Over the last year, Dr. Anthony Romeo has been working in partnership with the Director of Sports Medicine Motion Analysis, Antonia Zaferiou, PhD, on a shoulder biomechanics research project focused on functional outcomes following surgical interventions and how overhead athletic maneuvers are performed. A major goal of their clinical shoulder biomechanics research is to understand the shoulder’s movement mechanics before and after surgery. In their athletic branch of biomechanics research, they are focusing on learning how female high school volleyball players execute a “spike”, “hit”, or “attack”; with the potential to link measured movement mechanics to performance outcomes and the potential to developing shoulder issues. This type of study entails measuring 3D motion of each body segment (for example, the forearm), estimated forces experienced by the body’s joints (for example, the shoulder), and muscle activation patterns. Using sensor systems provides a “behind the scenes” look at how the hitting motion is controlled at a whole-body and “sub-system”, or, joint-specific level.

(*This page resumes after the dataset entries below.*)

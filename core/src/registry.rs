//! In-memory tool index over the artifact store.
//!
//! The registry is a cache of what is on disk. It is rebuilt wholesale by
//! [`Registry::refresh`] rather than merged incrementally, which keeps the
//! consistency story simple: after a refresh, index entries and files under
//! the tools root correspond one to one. Files whose metadata cannot be
//! decoded are still indexed with blank fields so every file stays visible
//! and manageable.

use std::collections::HashMap;

use tracing::{debug, info};

use crate::artifact::{Artifact, Metadata, ToolId};
use crate::config::ToolboxConfig;
use crate::error::{Result, ToolboxError};
use crate::metadata;
use crate::store::ArtifactStore;

/// Index of all known tools.
pub struct Registry {
    store: ArtifactStore,
    index: HashMap<ToolId, Artifact>,
}

impl Registry {
    /// Open (or create) the tools directory and build the initial index.
    pub async fn open(config: &ToolboxConfig) -> Result<Self> {
        let store = ArtifactStore::new(config).await?;
        let mut registry = Self {
            store,
            index: HashMap::new(),
        };
        registry.refresh().await?;
        Ok(registry)
    }

    /// Access to the underlying store.
    pub fn store(&self) -> &ArtifactStore {
        &self.store
    }

    /// Rebuild the whole index from disk.
    pub async fn refresh(&mut self) -> Result<()> {
        let mut index = HashMap::new();

        for (id, path) in self.store.list().await? {
            let body = self.store.read(&path).await?;
            let meta = metadata::decode(&body).unwrap_or_default();
            index.insert(
                id.clone(),
                Artifact {
                    id,
                    path,
                    body,
                    metadata: meta,
                },
            );
        }

        info!("indexed {} tools", index.len());
        self.index = index;
        Ok(())
    }

    /// Look up a tool.
    pub fn get(&self, id: &ToolId) -> Result<&Artifact> {
        self.index
            .get(id)
            .ok_or_else(|| ToolboxError::NotFound(id.to_string()))
    }

    /// All tools, sorted by id for deterministic output.
    pub fn list_all(&self) -> Vec<&Artifact> {
        let mut all: Vec<_> = self.index.values().collect();
        all.sort_by(|a, b| a.id.cmp(&b.id));
        all
    }

    /// Number of indexed tools.
    pub fn len(&self) -> usize {
        self.index.len()
    }

    /// Whether the registry holds no tools.
    pub fn is_empty(&self) -> bool {
        self.index.is_empty()
    }

    /// Persist a new tool. Fails with `Conflict` if the id is taken either
    /// in the index or on disk.
    pub async fn create(&mut self, id: ToolId, body: String) -> Result<Artifact> {
        let path = self.store.path_for(&id);
        if self.index.contains_key(&id) || self.store.exists(&path).await? {
            return Err(ToolboxError::Conflict(id.to_string()));
        }

        let (body, meta) = ensure_header(body, &id);
        self.store.write(&path, &body).await?;

        let artifact = Artifact {
            id: id.clone(),
            path,
            body,
            metadata: meta,
        };
        self.index.insert(id.clone(), artifact.clone());
        debug!("created tool {id}");
        Ok(artifact)
    }

    /// Rename a tool's id (and therefore its file). The display name in the
    /// metadata header is left alone.
    pub async fn rename(&mut self, id: &ToolId, new_id: ToolId) -> Result<Artifact> {
        if self.index.contains_key(&new_id) {
            return Err(ToolboxError::Conflict(new_id.to_string()));
        }
        let old_path = self.get(id)?.path.clone();
        let new_path = self.store.path_for(&new_id);

        self.store.rename(&old_path, &new_path).await?;

        // The index move cannot fail once the filesystem rename succeeded.
        let mut artifact = match self.index.remove(id) {
            Some(a) => a,
            None => {
                // Roll back so index and disk stay in step.
                self.store.rename(&new_path, &old_path).await?;
                return Err(ToolboxError::NotFound(id.to_string()));
            }
        };
        artifact.id = new_id.clone();
        artifact.path = new_path;
        self.index.insert(new_id.clone(), artifact.clone());
        debug!("renamed tool {id} -> {new_id}");
        Ok(artifact)
    }

    /// Rewrite the metadata header in place with a new description,
    /// preserving the display name and creation time.
    pub async fn update_metadata(&mut self, id: &ToolId, new_description: &str) -> Result<Artifact> {
        let current = self.get(id)?;
        let mut meta = current.metadata.clone();
        meta.description = new_description.to_string();

        let new_body = metadata::replace_header(&current.body, &meta);
        self.write_through(id, new_body).await
    }

    /// Overwrite a tool's entire body (the Modify path) and re-decode its
    /// metadata.
    pub async fn replace_body(&mut self, id: &ToolId, new_body: String) -> Result<Artifact> {
        self.get(id)?;
        let (new_body, _) = ensure_header(new_body, id);
        self.write_through(id, new_body).await
    }

    /// Remove a tool's file and index entry.
    pub async fn delete(&mut self, id: &ToolId) -> Result<()> {
        let path = self.get(id)?.path.clone();
        self.store.remove(&path).await?;
        self.index.remove(id);
        info!("deleted tool {id}");
        Ok(())
    }

    async fn write_through(&mut self, id: &ToolId, body: String) -> Result<Artifact> {
        let path = self.get(id)?.path.clone();
        self.store.write(&path, &body).await?;

        let meta = metadata::decode(&body).unwrap_or_default();
        let artifact = Artifact {
            id: id.clone(),
            path,
            body,
            metadata: meta,
        };
        self.index.insert(id.clone(), artifact.clone());
        Ok(artifact)
    }
}

/// Guarantee a registry-driven write leaves a well-formed header behind: a
/// body without one gets a canonical header appended, named after the id.
fn ensure_header(body: String, id: &ToolId) -> (String, Metadata) {
    match metadata::decode(&body) {
        Some(meta) => (body, meta),
        None => {
            let meta = Metadata::new(id.as_str(), "");
            (metadata::replace_header(&body, &meta), meta)
        }
    }
}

Biomechanics research uses technology including wearable sensors and “optical motion capture” cameras to measure the motion of each part of the body. Below is an example of how these motion sensor systems are used to analyze the volleyball hit:
“In order to improve performance and reduce the risk of injury, we must be able to understand the details of the motion of interest,” Zaferiou states, and in the process of understanding how muscles, bones and soft tissues work while hitting the ball, we can see how the brain controls the body and what specific body part is being used at each stage of the movement. A volleyball spike can be broken into distinct phases, each of which has challenging mechanical objectives: the approach, pre-ball contact, and post-ball contact. The approach entails generating linear and angular momentum needed to jump into the air towards a moving target. Before ball contact, players accelerate their arms and shoulders using an overhead motion to hit the ball above the net as hard as possible. After ball contact, the players need to decelerate their arms and find a way to cushion their landing without touching the net that is right in front of them.
Volleyball players undergo repetitive loading during the hitting process, from jumping constantly and using the same motions over and over, which is thought to lead to chronic shoulder pathologies. Therefore, these efforts to understand muscle activation patterns and body movement used throughout the spike may be a way to reduce the risk of injury in the future.
Although this research takes time to acquire, process data, and to run this test multiple times for accuracy, one fascinating finding at this point in time has been the ability to see which specific muscles are being fired at each stage of the spike. This is interesting because we can see how the “core” or the abdominals are engaged, as well as how the trapezius, deltoids, and pectoralis muscles are used the moments leading up to the swing.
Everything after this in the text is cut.